I compete at state each year, also in our MGA ( independent ) and I have been first reserve for nationals. trying out again this year.

we have hundreds of games here, we just pick which ones we do at comps.

when i'm on my home computer i'll upload some pics :]


----------



## wild_spot (Jan 30, 2008)

Sorry Paintlover!
forgot to explain...
To put it simply its games on horseback.
but its actually very complicated!
its short races, and each race will incorporate different skills,
i.e. putting a ball on/taking it off a cone, vaulting on or off, bending through poles, picking up flags, etc.
this is all done VERY fast at the higher levels.
mostly it is played in teams of five, with four riding in each race,
but you can also run individuals and pairs.
You need a fast, agile pony who isn't spooky and who won't get too hyped up!
I love it :]


----------



## Abby (Nov 26, 2007)

asdfekld that looks soo fun! I wish had a mounted games thingy majiggy here.


----------



## AKPaintLover (May 26, 2007)

That sounds like a lot of fun. We have done some similar kinds of games at some of our shows, but they were not part of any official mounted game type thing - still fun though.


----------



## wild_spot (Jan 30, 2008)

Here are some pictures of me doing MG...


















































And I have so many more!
Im going to my first MG squad training weekend tomorrow, after the flu.
I can't wait, I missed it, I think my pony did too!


----------



## wild_spot (Jan 30, 2008)

where are you abby?

The Mounted Games Association (MGA) has branches in loads of countries, America, Britian, Germany, etc.

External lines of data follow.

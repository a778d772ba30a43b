//! Transparent spilling of sort runs to disk.
//!
//! - [`SpillCodec`] - on-disk record encoding (length-prefixed, checksummed)
//! - [`SpillFile`] / [`SpillFileReader`] - write/read halves of one run
//! - [`SpillManager`] - owns the on-disk run set, enforces the fan-in bound

mod codec;
mod file;
mod manager;

pub use codec::SpillCodec;
pub use file::{SpillFile, SpillFileReader, SpillRun};
pub use manager::SpillManager;
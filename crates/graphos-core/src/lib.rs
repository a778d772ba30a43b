//! # graphos-core
//!
//! Core layer for Graphos: the execution primitives built on top of
//! `graphos-common`.
//!
//! ## Modules
//!
//! - [`execution`] - Execution primitives: the `Processor` trait and the
//!   external-memory sort stage (`execution::sort`) backed by
//!   `execution::spill`.

pub mod execution;

pub use execution::sort::{Sorter, SorterConfig};
pub use execution::{Comparator, Processor, Reducer};
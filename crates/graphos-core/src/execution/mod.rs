//! Execution primitives shared by Graphos pipeline stages.
//!
//! A pipeline stage is anything that implements [`Processor`]: it accepts
//! records one at a time via [`Processor::process`] and is told exactly once
//! that no more are coming via [`Processor::close`]. Stages compose behind
//! `Box<dyn Processor<T>>` so a stage never needs to know the concrete type
//! of what it feeds.

pub mod sort;
pub mod spill;

use std::cmp::Ordering;

use graphos_common::Result;

/// A pipeline stage that consumes records of type `T` in order.
///
/// Implementations must accept `process` calls in any order the upstream
/// stage chooses to deliver them and must not assume anything about timing;
/// the only ordering guarantee is that `close` is called exactly once, after
/// the last `process` call.
pub trait Processor<T> {
    /// Consumes one record.
    ///
    /// # Errors
    ///
    /// Returns an error if the record cannot be accepted; the error is fatal
    /// to the stage and propagates to the caller.
    fn process(&mut self, record: T) -> Result<()>;

    /// Signals that no further records will arrive.
    ///
    /// The default implementation does nothing, which suits sinks with no
    /// teardown work of their own (for example a writer whose file is
    /// already flushed after every record).
    ///
    /// # Errors
    ///
    /// Returns an error if teardown fails.
    fn close(&mut self) -> Result<()> {
        Ok(())
    }
}

/// A total order over `T`, supplied by the caller.
///
/// Two records comparing equal are treated as equivalent; no stability
/// across equal keys is promised by anything that consumes a `Comparator`.
pub type Comparator<T> = dyn Fn(&T, &T) -> Ordering + Send + Sync;

/// An optional order-preserving transform over a sorted batch.
///
/// Given a non-decreasing sequence (under the paired [`Comparator`]), a
/// reducer returns a non-decreasing sequence of the same type, typically by
/// collapsing equal-keyed records.
pub type Reducer<T> = dyn Fn(Vec<T>) -> Vec<T> + Send + Sync;

/// A streaming read position over one sealed, non-decreasing run.
///
/// Implemented by both in-memory runs ([`sort::run::MemCursor`]) and
/// file-backed runs ([`spill::SpillFileReader`]) so the k-way merger can
/// treat any mix of the two uniformly.
pub trait RunCursor<T> {
    /// Returns the current item without consuming it, or `None` once the
    /// cursor is exhausted.
    fn peek(&self) -> Option<&T>;

    /// Consumes and returns the current item, advancing to the next.
    ///
    /// # Errors
    ///
    /// Returns an error if advancing requires I/O that fails (file-backed
    /// cursors only).
    fn pop(&mut self) -> Result<Option<T>>;
}
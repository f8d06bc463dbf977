//! Zones and zone filtering
//!
//! A [`Zone`] is owned by the backend; zonesync only ever holds a snapshot
//! taken at the start of an operation. [`ZoneFilter`] is the pure predicate
//! that decides which of the backend's zones are in scope.

use crate::config::ZoneFilterConfig;
use crate::endpoint::normalize_name;
use serde::{Deserialize, Serialize};

/// A DNS zone managed by the backend
#[derive(Debug, Clone, PartialEq, Eq, Serialize, Deserialize)]
pub struct Zone {
    /// Backend identifier
    pub id: String,
    /// Zone name, e.g. "example.com"
    pub name: String,
    /// Backend zone type (e.g. "public", "private"), if reported
    #[serde(default)]
    pub zone_type: Option<String>,
}

impl Zone {
    pub fn new(id: impl Into<String>, name: impl AsRef<str>) -> Self {
        Self {
            id: id.into(),
            name: normalize_name(name.as_ref()),
            zone_type: None,
        }
    }

    pub fn with_type(mut self, zone_type: impl Into<String>) -> Self {
        self.zone_type = Some(zone_type.into());
        self
    }

    /// Whether `dns_name` equals the zone name or sits below it
    pub fn contains(&self, dns_name: &str) -> bool {
        is_subdomain(&normalize_name(dns_name), &self.name)
    }
}

/// `name == parent` or `name` ends with `.parent`, on normalized names
fn is_subdomain(name: &str, parent: &str) -> bool {
    if parent.is_empty() {
        return false;
    }
    name == parent
        || (name.len() > parent.len()
            && name.ends_with(parent)
            && name.as_bytes()[name.len() - parent.len() - 1] == b'.')
}

/// Inclusion filter over zone metadata
///
/// Each criterion matches everything when left empty.
#[derive(Debug, Clone, Default, PartialEq, Eq)]
pub struct ZoneFilter {
    domains: Vec<String>,
    zone_ids: Vec<String>,
    zone_type: Option<String>,
}

impl ZoneFilter {
    /// A filter that accepts every zone
    pub fn new() -> Self {
        Self::default()
    }

    /// Restrict to zones at or below any of the given domains
    pub fn with_domains<I, S>(mut self, domains: I) -> Self
    where
        I: IntoIterator<Item = S>,
        S: AsRef<str>,
    {
        self.domains = domains
            .into_iter()
            .map(|d| normalize_name(d.as_ref()))
            .filter(|d| !d.is_empty())
            .collect();
        self
    }

    /// Restrict to the given zone identifiers
    pub fn with_zone_ids<I, S>(mut self, zone_ids: I) -> Self
    where
        I: IntoIterator<Item = S>,
        S: Into<String>,
    {
        self.zone_ids = zone_ids
            .into_iter()
            .map(Into::into)
            .filter(|id: &String| !id.trim().is_empty())
            .collect();
        self
    }

    /// Restrict to one zone type (case-insensitive)
    pub fn with_zone_type(mut self, zone_type: Option<String>) -> Self {
        self.zone_type = zone_type
            .map(|t| t.trim().to_ascii_lowercase())
            .filter(|t| !t.is_empty());
        self
    }

    /// Check a zone against every configured criterion
    pub fn matches(&self, zone: &Zone) -> bool {
        self.matches_domain(zone) && self.matches_zone_id(zone) && self.matches_zone_type(zone)
    }

    fn matches_domain(&self, zone: &Zone) -> bool {
        self.domains.is_empty()
            || self
                .domains
                .iter()
                .any(|domain| is_subdomain(&zone.name, domain))
    }

    fn matches_zone_id(&self, zone: &Zone) -> bool {
        self.zone_ids.is_empty() || self.zone_ids.iter().any(|id| *id == zone.id)
    }

    fn matches_zone_type(&self, zone: &Zone) -> bool {
        match &self.zone_type {
            None => true,
            Some(wanted) => zone
                .zone_type
                .as_deref()
                .is_some_and(|t| t.eq_ignore_ascii_case(wanted)),
        }
    }
}

impl From<&ZoneFilterConfig> for ZoneFilter {
    fn from(config: &ZoneFilterConfig) -> Self {
        ZoneFilter::new()
            .with_domains(&config.domains)
            .with_zone_ids(config.zone_ids.iter().cloned())
            .with_zone_type(config.zone_type.clone())
    }
}

#[cfg(test)]
mod tests {
    use super::*;

    #[test]
    fn test_contains() {
        let zone = Zone::new("1", "example.com.");
        assert!(zone.contains("example.com"));
        assert!(zone.contains("www.Example.com"));
        assert!(!zone.contains("badexample.com"));
        assert!(!zone.contains("example.org"));
    }

    #[test]
    fn test_empty_filter_matches_everything() {
        let filter = ZoneFilter::new();
        assert!(filter.matches(&Zone::new("1", "example.com")));
        assert!(filter.matches(&Zone::new("2", "other.org").with_type("private")));
    }

    #[test]
    fn test_domain_filter() {
        let filter = ZoneFilter::new().with_domains(["example.com"]);
        assert!(filter.matches(&Zone::new("1", "a.example.com")));
        assert!(filter.matches(&Zone::new("2", "example.com")));
        assert!(!filter.matches(&Zone::new("3", "c.other.org")));
        assert!(!filter.matches(&Zone::new("4", "notexample.com")));
    }

    #[test]
    fn test_zone_id_filter() {
        let filter = ZoneFilter::new().with_zone_ids(["z1", ""]);
        assert!(filter.matches(&Zone::new("z1", "a.example.com")));
        assert!(!filter.matches(&Zone::new("z2", "a.example.com")));
    }

    #[test]
    fn test_zone_type_filter() {
        let filter = ZoneFilter::new().with_zone_type(Some("Public".to_string()));
        assert!(filter.matches(&Zone::new("1", "a.example.com").with_type("public")));
        assert!(!filter.matches(&Zone::new("2", "b.example.com").with_type("private")));
        assert!(!filter.matches(&Zone::new("3", "c.example.com")));
    }

    #[test]
    fn test_filter_from_config() {
        let config = ZoneFilterConfig {
            domains: vec!["example.com".to_string()],
            zone_ids: vec![],
            zone_type: Some(String::new()),
        };
        let filter = ZoneFilter::from(&config);
        assert!(filter.matches(&Zone::new("1", "a.example.com")));
        assert!(!filter.matches(&Zone::new("2", "a.example.org")));
    }
}
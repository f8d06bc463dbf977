//! Plugin-based provider registry
//!
//! The registry allows DNS providers to be registered dynamically at
//! runtime, avoiding hardcoded if-else chains in the binary.
//!
//! ## Usage
//!
//! ```rust,ignore
//! use zonesync_core::{ProviderConfig, ProviderRegistry};
//!
//! let registry = ProviderRegistry::new();
//! zonesync_provider_bluecat::register(&registry);
//!
//! let config = ProviderConfig::BlueCat(/* ... */);
//! let provider = registry.create_provider(&config).await?;
//! ```

use crate::config::ProviderConfig;
use crate::error::{Error, Result};
use crate::traits::{DnsProvider, DnsProviderFactory};
use std::collections::HashMap;
use std::sync::{Arc, PoisonError, RwLock};

/// Provider registry for plugin-based DNS provider creation
///
/// The registry maintains a map of provider type names to factory objects,
/// allowing dynamic instantiation of providers based on configuration.
///
/// ## Thread Safety
///
/// The registry uses interior mutability with RwLock, allowing concurrent
/// reads and exclusive writes. The lock is never held across an await.
#[derive(Default)]
pub struct ProviderRegistry {
    providers: RwLock<HashMap<String, Arc<dyn DnsProviderFactory>>>,
}

impl ProviderRegistry {
    /// Create a new empty registry
    pub fn new() -> Self {
        Self::default()
    }

    /// Register a DNS provider factory
    ///
    /// # Parameters
    ///
    /// - `name`: Provider type name (e.g., "bluecat")
    /// - `factory`: Factory object for creating provider instances
    pub fn register_provider(&self, name: impl Into<String>, factory: Box<dyn DnsProviderFactory>) {
        let mut providers = self
            .providers
            .write()
            .unwrap_or_else(PoisonError::into_inner);
        providers.insert(name.into(), Arc::from(factory));
    }

    /// Create a DNS provider from configuration
    ///
    /// The configuration is validated first; the factory may then contact the
    /// backend (e.g. to log in) before returning.
    ///
    /// # Returns
    ///
    /// - `Ok(Box<dyn DnsProvider>)`: Created provider instance
    /// - `Err(Error)`: If the configuration is invalid, the provider type is
    ///   not registered, or creation fails
    pub async fn create_provider(&self, config: &ProviderConfig) -> Result<Box<dyn DnsProvider>> {
        config.validate()?;

        let provider_type = config.type_name();
        let factory = {
            let providers = self
                .providers
                .read()
                .unwrap_or_else(PoisonError::into_inner);
            providers
                .get(provider_type)
                .cloned()
                .ok_or_else(|| Error::config(format!("Unknown provider type: {}", provider_type)))?
        };

        factory.create(config).await
    }

    /// List all registered provider types, sorted
    pub fn list_providers(&self) -> Vec<String> {
        let providers = self
            .providers
            .read()
            .unwrap_or_else(PoisonError::into_inner);
        let mut names: Vec<String> = providers.keys().cloned().collect();
        names.sort();
        names
    }

    /// Check if a provider type is registered
    pub fn has_provider(&self, name: &str) -> bool {
        self.providers
            .read()
            .unwrap_or_else(PoisonError::into_inner)
            .contains_key(name)
    }
}
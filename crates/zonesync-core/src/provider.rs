//! Zone-backed provider facade
//!
//! [`ZoneProvider`] implements [`DnsProvider`] for any [`ZoneBackend`] by
//! chaining the reconciliation stages:
//!
//! ```text
//! records()        = list_zones ─► read_records
//! apply_changes()  = list_zones ─► group_by_zone ─► Applier::apply
//! create/update/delete_records() ─► apply_changes()
//! ```
//!
//! The convenience wrappers use the trait's default methods, so every action
//! shares the same planning, dry-run and failure path.

use crate::endpoint::{Changeset, Endpoint};
use crate::error::Result;
use crate::reconcile::{Applier, ApplyReport, group_by_zone, list_zones, read_records};
use crate::traits::{DnsProvider, ZoneBackend};
use crate::zone::ZoneFilter;
use async_trait::async_trait;
use tokio_util::sync::CancellationToken;
use tracing::{debug, info};

/// A [`DnsProvider`] driving a single [`ZoneBackend`]
#[derive(Debug)]
pub struct ZoneProvider<B> {
    backend: B,
    filter: ZoneFilter,
    dry_run: bool,
    name: &'static str,
}

impl<B: ZoneBackend> ZoneProvider<B> {
    /// Create a provider over `backend`, restricted to zones matching `filter`
    pub fn new(backend: B, filter: ZoneFilter, dry_run: bool) -> Self {
        let name = backend.backend_name();
        if dry_run {
            tracing::warn!("{} provider running in DRY-RUN mode - no changes will be made", name);
        }
        Self {
            backend,
            filter,
            dry_run,
            name,
        }
    }

    /// The wrapped backend
    pub fn backend(&self) -> &B {
        &self.backend
    }

    pub fn is_dry_run(&self) -> bool {
        self.dry_run
    }
}

#[async_trait]
impl<B: ZoneBackend> DnsProvider for ZoneProvider<B> {
    async fn records(&self, cancel: &CancellationToken) -> Result<Vec<Endpoint>> {
        let zones = list_zones(&self.backend, &self.filter, cancel).await?;
        let endpoints = read_records(&self.backend, &zones, cancel).await?;

        debug!(
            provider = self.name,
            zones = zones.len(),
            endpoints = endpoints.len(),
            "Read current records"
        );
        Ok(endpoints)
    }

    async fn apply_changes(
        &self,
        cancel: &CancellationToken,
        changes: Changeset,
    ) -> Result<ApplyReport> {
        // return early if there is nothing to change
        if changes.is_empty() {
            return Ok(ApplyReport::default());
        }

        let zones = list_zones(&self.backend, &self.filter, cancel).await?;
        let grouped = group_by_zone(&zones, changes.into_changes())?;

        let report = Applier::new(&self.backend, self.dry_run)
            .apply(&grouped, cancel)
            .await?;

        info!(
            provider = self.name,
            applied = report.applied,
            unchanged = report.unchanged,
            skipped = report.skipped,
            dry_run = self.dry_run,
            "Changeset applied"
        );
        Ok(report)
    }

    fn provider_name(&self) -> &'static str {
        self.name
    }
}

If you want to check it out then the website for the international MGA is www.mounted-games.org/imga/ you can find links to all of the countries :]


----------



## wild_spot (Jan 30, 2008)

And Britt, I have to agree, I hate stepping stones! and Hurdles!
I recognise all the games your doing, Do you ride with MGA?


----------



## wild_spot (Jan 30, 2008)

Sorry Britt, I only just saw your question!
I've only ever heard of one type of MG,
But your pics look the same as what I do, So i suppose english?
Australia is hosting the MGA worlds this year,
I'm so excited!
I wish i was good enough to make our team, but alas i'm not.
it's going to be awesome to watch though!


----------



## Kyani (Apr 30, 2007)

I could never afford to get seriously into horses when I was younger so I never joined pony club or anything (that's mostly where people do mounted games in the UK) and never had my own horse. I really wish I could have done it though! Bit to old now...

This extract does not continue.